PROVIDED MATERIAL:
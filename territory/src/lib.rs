//! Domain model for territory canvassing: territories, properties, field
//! trips, assignments, service records and the people who manage them.
//!
//! Types here carry no storage concerns. Each entity validates itself through
//! [`Validate`] and every closed value set has a stable stored code.

pub mod area;
pub mod codes;
pub mod people;
pub mod property;
pub mod report;
pub mod schedule;
pub mod service;
pub mod validate;

pub use area::{percentage, Street, Territory, TerritoryStatistics};
pub use codes::{
    weekday_name, AccessType, ActivityKind, AssignmentStatus, GateType, NotificationKind,
    NotificationStatus, Outcome, ParseCodeError, PermissionLevel, PropertyKind, ReportKind,
    WEEKDAY_NAMES,
};
pub use people::{ActivityLog, Notification, User};
pub use property::{unit_labels, BuildingStatistics, Property, PropertyHistory, Unit};
pub use report::SavedReport;
pub use schedule::{Assignment, AssignmentStatistics, BuildingAssignment, FieldTrip};
pub use service::{ServiceRecord, ServiceStatistics};
pub use validate::Validate;
//! Sample data and the default administrator for a fresh database.

use chrono::{Datelike, Duration, NaiveDate, NaiveTime, Weekday};
use territory::{FieldTrip, PermissionLevel, Property, PropertyKind, Street, Territory, User};

use super::database::Database;
use super::helpers::now;
use crate::auth::password::hash_password;
use crate::error::StoreResult;

pub const DEFAULT_ADMIN_EMAIL: &str = "admin@sistema.local";
pub const DEFAULT_ADMIN_PASSWORD: &str = "admin123";

const SAMPLE_TRIPS: [(&str, Weekday, u32, u32, &str); 3] = [
    ("Saída 1", Weekday::Tue, 9, 0, "João"),
    ("Saída 2", Weekday::Wed, 19, 30, "Maria"),
    ("Saída 3", Weekday::Fri, 14, 0, "Pedro"),
];

/// Seed each group only when its table is still empty.
pub(crate) async fn seed_defaults(db: &Database) -> StoreResult<()> {
    if db.fetch_scalar("SELECT COUNT(*) FROM territorios", &[]).await? == 0 {
        seed_sample_data(db).await?;
        tracing::info!("sample territory data seeded");
    }
    if db.fetch_scalar("SELECT COUNT(*) FROM usuarios", &[]).await? == 0 {
        seed_admin(db).await?;
        tracing::info!(email = DEFAULT_ADMIN_EMAIL, "default administrator created");
    }
    Ok(())
}

async fn seed_sample_data(db: &Database) -> StoreResult<()> {
    let mut territory =
        Territory::new("Território 1").with_description("Quadra 10 - Setor Central");
    let territory_id = db.table::<Territory>().save(&mut territory).await?;

    let mut street = Street::new(territory_id, "Rua das Flores");
    let street_id = db.table::<Street>().save(&mut street).await?;

    let properties = db.table::<Property>();
    let mut samples = vec![
        Property::new(street_id, "123", PropertyKind::Residential),
        Property::new(street_id, "125", PropertyKind::Commercial),
        Property::multi_unit(street_id, "127", PropertyKind::Building, "Edifício Central", 12),
        Property::multi_unit(street_id, "129", PropertyKind::VillageBlock, "Vila Aurora", 8),
    ];
    for property in &mut samples {
        properties.save(property).await?;
    }

    let today = now().date();
    let trips = db.table::<FieldTrip>();
    for (name, weekday, hour, minute, leader) in SAMPLE_TRIPS {
        let time = NaiveTime::from_hms_opt(hour, minute, 0).unwrap_or_default();
        let mut trip = FieldTrip::new(name, next_weekday(today, weekday), time).led_by(leader);
        trips.save(&mut trip).await?;
    }
    Ok(())
}

async fn seed_admin(db: &Database) -> StoreResult<()> {
    let mut admin = User::new("Administrador", DEFAULT_ADMIN_EMAIL, PermissionLevel::Admin);
    admin.password_hash = hash_password(DEFAULT_ADMIN_PASSWORD);
    db.table::<User>().save(&mut admin).await?;
    Ok(())
}

/// The first `weekday` on or after `from`.
fn next_weekday(from: NaiveDate, weekday: Weekday) -> NaiveDate {
    let ahead = (7 + weekday.num_days_from_monday() - from.weekday().num_days_from_monday()) % 7;
    from + Duration::days(i64::from(ahead))
}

WHAT YOU HAVE TO DO:
Lines containing the string "PermissionLevel" in the material: report how many there are, with no added words.

RESULT:
3